L'ensemble des enfants de moins de 3 ans ont environ dix fois plus de risque,
par rapport à leurs aînés, de présenter des infections
pneumococciques systémiques. De plus, les enfants gardés en crèche
ou ayant des antécédents d'otites ou d'antibiothérapies
récentes ont un risque un peu plus important, multiplié par 2
ou 3 [2]. Enfin, certains enfants sont plus à risque d'infections pneumococciques
systémiques, au premier rang desquels se trouvent les drépanocytaires
et les aspléniques, mais aussi toute une série de situations pathologiques
comme les cancers, transplantations médullaires ou d'organes solides,
atteintes cardio-pulmonaires chroniques, les sujets infectés par le VIH,
les syndromes nephrotiques, les prématurés, les déficits
[3]. Il faut souligner que l'existence d'une pathologie sous jacente n'est fréquemment
retrouvée que chez les enfants plus âgés en particulier
après l'âge de 5 ans. S'il n'existe pas d'étude démontrant
l'efficacité clinique des vaccins pneumococciques conjugués chez
ces différents groupes de patients, plusieurs études montrent
que la réponse sérologique suivant l'administration de PrevenarÒ
chez les drépanocytaires, est comparable à celle des enfants sans
pathologie sous-jacente [4]. Quand on connaît la gravité des infections
pneumococciques chez les drépanocytaires et aspléniques, ces enfants
représentent une cible privilégiée pour la vaccination.

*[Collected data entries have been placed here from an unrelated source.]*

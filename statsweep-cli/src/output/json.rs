//! JSON output formatting.

use anyhow::Result;
use serde::Serialize;
use statsweep_collect::GatherReport;

// ============================================================================
// Output Types
// ============================================================================

/// JSON summary of a gather cycle.
#[derive(Debug, Serialize)]
#[serde(rename_all = "camelCase")]
pub struct ReportOutput {
    pub pages: usize,
    pub identifiers: usize,
    pub emitted: usize,
    pub empty: usize,
    pub duration_ms: u128,
    pub item_errors: Vec<ItemErrorOutput>,
}

/// A single failed item.
#[derive(Debug, Serialize)]
#[serde(rename_all = "camelCase")]
pub struct ItemErrorOutput {
    pub item_id: String,
    pub error: String,
}

impl From<&GatherReport> for ReportOutput {
    fn from(report: &GatherReport) -> Self {
        Self {
            pages: report.pages,
            identifiers: report.identifiers,
            emitted: report.emitted,
            empty: report.empty,
            duration_ms: report.duration.as_millis(),
            item_errors: report
                .item_errors
                .iter()
                .map(|e| ItemErrorOutput {
                    item_id: e.item_id.clone(),
                    error: e.error.to_string(),
                })
                .collect(),
        }
    }
}

/// Identifiers found by a walk.
#[derive(Debug, Serialize)]
#[serde(rename_all = "camelCase")]
pub struct IdsOutput<'a> {
    pub pages: usize,
    pub duplicates: usize,
    pub identifiers: &'a [String],
}

// ============================================================================
// JSON Formatter
// ============================================================================

/// JSON formatter.
pub struct JsonFormatter {
    pretty: bool,
}

impl JsonFormatter {
    /// Creates a new JSON formatter.
    pub fn new(pretty: bool) -> Self {
        Self { pretty }
    }

    /// Formats any serializable value.
    pub fn format<T: Serialize>(&self, data: &T) -> Result<String> {
        let json = if self.pretty {
            serde_json::to_string_pretty(data)?
        } else {
            serde_json::to_string(data)?
        };
        Ok(json)
    }

    /// Formats a gather report.
    pub fn format_report(&self, report: &GatherReport) -> Result<String> {
        self.format(&ReportOutput::from(report))
    }
}
//! Integration tests for core metric types.

use statsweep_core::{FieldValue, MetricFields, MetricRecord, MetricSink};
use std::sync::{Arc, Mutex};

#[derive(Default)]
struct VecSink(Mutex<Vec<MetricRecord>>);

impl MetricSink for VecSink {
    fn emit(&self, record: MetricRecord) {
        self.0.lock().unwrap().push(record);
    }
}

#[test]
fn test_sink_through_arc() {
    let sink = Arc::new(VecSink::default());
    let dyn_sink: Arc<dyn MetricSink> = sink.clone();

    let mut fields = MetricFields::new();
    fields.insert("viewCount".to_string(), FieldValue::Integer(1));
    dyn_sink.emit(MetricRecord::new("m", "id", "a", fields).unwrap());

    assert_eq!(sink.0.lock().unwrap().len(), 1);
}

#[test]
fn test_record_requires_fields() {
    let record = MetricRecord::new("m", "id", "a", MetricFields::new());
    assert!(record.is_none());
}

Le pneumocoque a une autre particularité : c'est, en France, la bactérie
qui pose le plus de problème de résistance aux antibiotiques,
touchant toutes les familles d'anti-infectieux d'usage courant (beta-lactamines,
macrolides, sulfamides…) [5].
Sérotypes
et sérogroupes de pneumocoque
Plus
de 90 sérotypes de pneumocoques (reconnus par des anticorps différents)

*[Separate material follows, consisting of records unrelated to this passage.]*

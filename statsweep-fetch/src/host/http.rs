//! HTTP transport with tracing and domain allowlist.
//!
//! This module provides the default [`Transport`] implementation:
//! - Request/response tracing
//! - Domain allowlist for security
//! - Per-request timeout enforced by the reqwest client

use async_trait::async_trait;
use reqwest::header::{HeaderMap, HeaderName, HeaderValue};
use reqwest::Client;
use std::time::Duration;
use tracing::{debug, instrument};
use url::Url;

use crate::error::FetchError;
use crate::transport::{ApiRequest, Method, RawResponse, Transport};

/// Default request timeout.
const DEFAULT_TIMEOUT_SECS: u64 = 5;

/// User agent string for Statsweep.
const USER_AGENT: &str = concat!("Statsweep/", env!("CARGO_PKG_VERSION"));

// ============================================================================
// HTTP Transport
// ============================================================================

/// reqwest-backed transport with tracing and an optional domain allowlist.
#[derive(Debug, Clone)]
pub struct HttpTransport {
    inner: Client,
    timeout: Duration,
    allowed_domains: Option<Vec<String>>,
}

impl HttpTransport {
    /// Creates a new transport with the default timeout.
    ///
    /// # Errors
    ///
    /// Fails if the underlying client cannot be built, which only happens
    /// when the system TLS configuration is broken.
    pub fn new() -> Result<Self, FetchError> {
        Self::with_timeout(Duration::from_secs(DEFAULT_TIMEOUT_SECS))
    }

    /// Creates a new transport with a custom timeout.
    ///
    /// # Errors
    ///
    /// Fails if the underlying client cannot be built.
    pub fn with_timeout(timeout: Duration) -> Result<Self, FetchError> {
        let client = Client::builder()
            .timeout(timeout)
            .user_agent(USER_AGENT)
            .build()
            .map_err(|e| {
                FetchError::Transport(format!(
                    "Failed to create HTTP client: {e}. \
                    This usually indicates a broken TLS/SSL configuration."
                ))
            })?;

        Ok(Self {
            inner: client,
            timeout,
            allowed_domains: None,
        })
    }

    /// Restricts requests to the given domains (and their subdomains).
    pub fn with_allowed_domains(mut self, domains: Vec<String>) -> Self {
        self.allowed_domains = Some(domains);
        self
    }

    /// Returns the configured timeout.
    pub fn timeout(&self) -> Duration {
        self.timeout
    }

    /// Checks if a URL's domain is allowed.
    fn is_domain_allowed(&self, url: &str) -> Result<(), FetchError> {
        let Some(ref allowed) = self.allowed_domains else {
            return Ok(()); // No restrictions
        };

        let parsed = Url::parse(url)?;

        let host = parsed
            .host_str()
            .ok_or_else(|| FetchError::InvalidRequest("No host in URL".to_string()))?;

        let allowed = allowed
            .iter()
            .any(|domain| host == domain || host.ends_with(&format!(".{domain}")));

        if allowed {
            Ok(())
        } else {
            Err(FetchError::DomainNotAllowed(host.to_string()))
        }
    }

    /// Maps a reqwest error without letting its embedded URL through.
    fn request_error(&self, err: reqwest::Error, display_url: &str) -> FetchError {
        if err.is_timeout() {
            return FetchError::Timeout {
                url: display_url.to_string(),
                timeout: self.timeout,
            };
        }
        match FetchError::from(err.without_url()) {
            FetchError::Transport(msg) => FetchError::Transport(format!("{msg} ({display_url})")),
            other => other,
        }
    }

    fn build_headers(headers: &[(String, String)]) -> Result<HeaderMap, FetchError> {
        let mut map = HeaderMap::with_capacity(headers.len());
        for (name, value) in headers {
            let name = HeaderName::from_bytes(name.as_bytes())
                .map_err(|e| FetchError::InvalidRequest(format!("header name '{name}': {e}")))?;
            let value = HeaderValue::from_str(value)
                .map_err(|e| FetchError::InvalidRequest(format!("header value for '{name}': {e}")))?;
            map.append(name, value);
        }
        Ok(map)
    }
}

#[async_trait]
impl Transport for HttpTransport {
    #[instrument(skip(self, request), fields(method = %request.method, url = %request.display_url()))]
    async fn request(&self, request: ApiRequest) -> Result<RawResponse, FetchError> {
        self.is_domain_allowed(&request.url)?;
        let display_url = request.display_url();
        let headers = Self::build_headers(&request.headers)?;

        let mut builder = match request.method {
            Method::Get => self.inner.get(&request.url),
            Method::Post => self.inner.post(&request.url),
        };
        builder = builder.headers(headers);
        if let Some(body) = request.body {
            builder = builder.body(body);
        }

        debug!("Sending request");
        let response = builder
            .send()
            .await
            .map_err(|e| self.request_error(e, &display_url))?;

        let status = response.status().as_u16();
        debug!(status, "Response received");

        let body = response
            .bytes()
            .await
            .map_err(|e| self.request_error(e, &display_url))?;

        Ok(RawResponse {
            status,
            url: request.url,
            body: body.to_vec(),
        })
    }
}

// ============================================================================
// Tests
// ============================================================================

#[cfg(test)]
mod tests {
    use super::*;

    #[test]
    fn test_domain_allowlist() {
        let transport = HttpTransport::new()
            .unwrap()
            .with_allowed_domains(vec!["googleapis.com".to_string()]);

        assert!(transport
            .is_domain_allowed("https://www.googleapis.com/youtube/v3/videos")
            .is_ok());
        assert!(transport.is_domain_allowed("https://googleapis.com/x").is_ok());
        assert!(transport.is_domain_allowed("https://evil.com/steal").is_err());
    }

    #[test]
    fn test_no_domain_restrictions() {
        let transport = HttpTransport::new().unwrap();
        assert!(transport.is_domain_allowed("https://any.domain.com").is_ok());
    }

    #[test]
    fn test_invalid_url_with_allowlist() {
        let transport = HttpTransport::new()
            .unwrap()
            .with_allowed_domains(vec!["example.com".to_string()]);
        assert!(matches!(
            transport.is_domain_allowed("not-a-valid-url"),
            Err(FetchError::InvalidRequest(_))
        ));
    }

    #[test]
    fn test_bad_header_rejected() {
        let headers = vec![("bad header".to_string(), "v".to_string())];
        assert!(HttpTransport::build_headers(&headers).is_err());
    }
}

ont été décrits. Certains d'entre eux sont très
proches et sont regroupés en sérogroupes. Ainsi, il n'y a qu'un
seul sérotype 14 mais le sérogroupe 6 comporte 2 sérotypes,
6A et 6B. L'immunisation contre l'un des deux sérotypes induit une certaine
protection contre l'autre. Les souches les plus virulentes, celles qui étaient
responsables des infections les plus fréquentes et les plus graves chez
l'adulte et le grand enfant, ont été les premières à
être identifiées et donc les premières à être
numérotées (1,2,3…), elles sont rarement retrouvées
en portage. Par contre, chez le nourrisson dans les pays industrialisées,
ce sont des sérogroupes peu immunogènes (6,9,14,19,23) qui sont
fréquemment retrouvées en portage et dans les infections ORL ou
systémiques.
De plus, depuis que la résistance aux antibiotiques est devenue un problème,
l'immense majorité des souches résistantes appartiennent à
ces 5 sérogroupes. En effet, si certains sérotypes sont le plus
souvent résistants aux antibiotiques, pour d'autres, la résistance
est un phénomène mineur voire absent. Le tableau 1 donne schématiquement,
d'après les données du centre de référence, la probabilité
d'être en présence d'une souche intermédiaire ou hautement
résistante à la pénicilline [5].
Le vaccin comporte les sérotypes 6B, 9V, 14, 19F, 23 F, plus les sérogroupes
4 et 18C. Le vaccin est donc bien adapté en terme de sérotype
à la situation épidémiologique française : plus
de 80 % des souches impliquées avant 3 ans et 90 % des souches résistantes
aux antibiotiques [5].
Schéma
vaccinal
Avant
6 mois, 3 injections à un mois d'écart minimum sont nécessaires,
avec un rappel dans la deuxième année. De 6 à 12 mois,
le nombre d'injection peut être réduit à 2, suivi d'un rappel
dans la deuxième année. Enfin, si la vaccination a débuté
après un an, une injection suivie d'un rappel sont suffisants.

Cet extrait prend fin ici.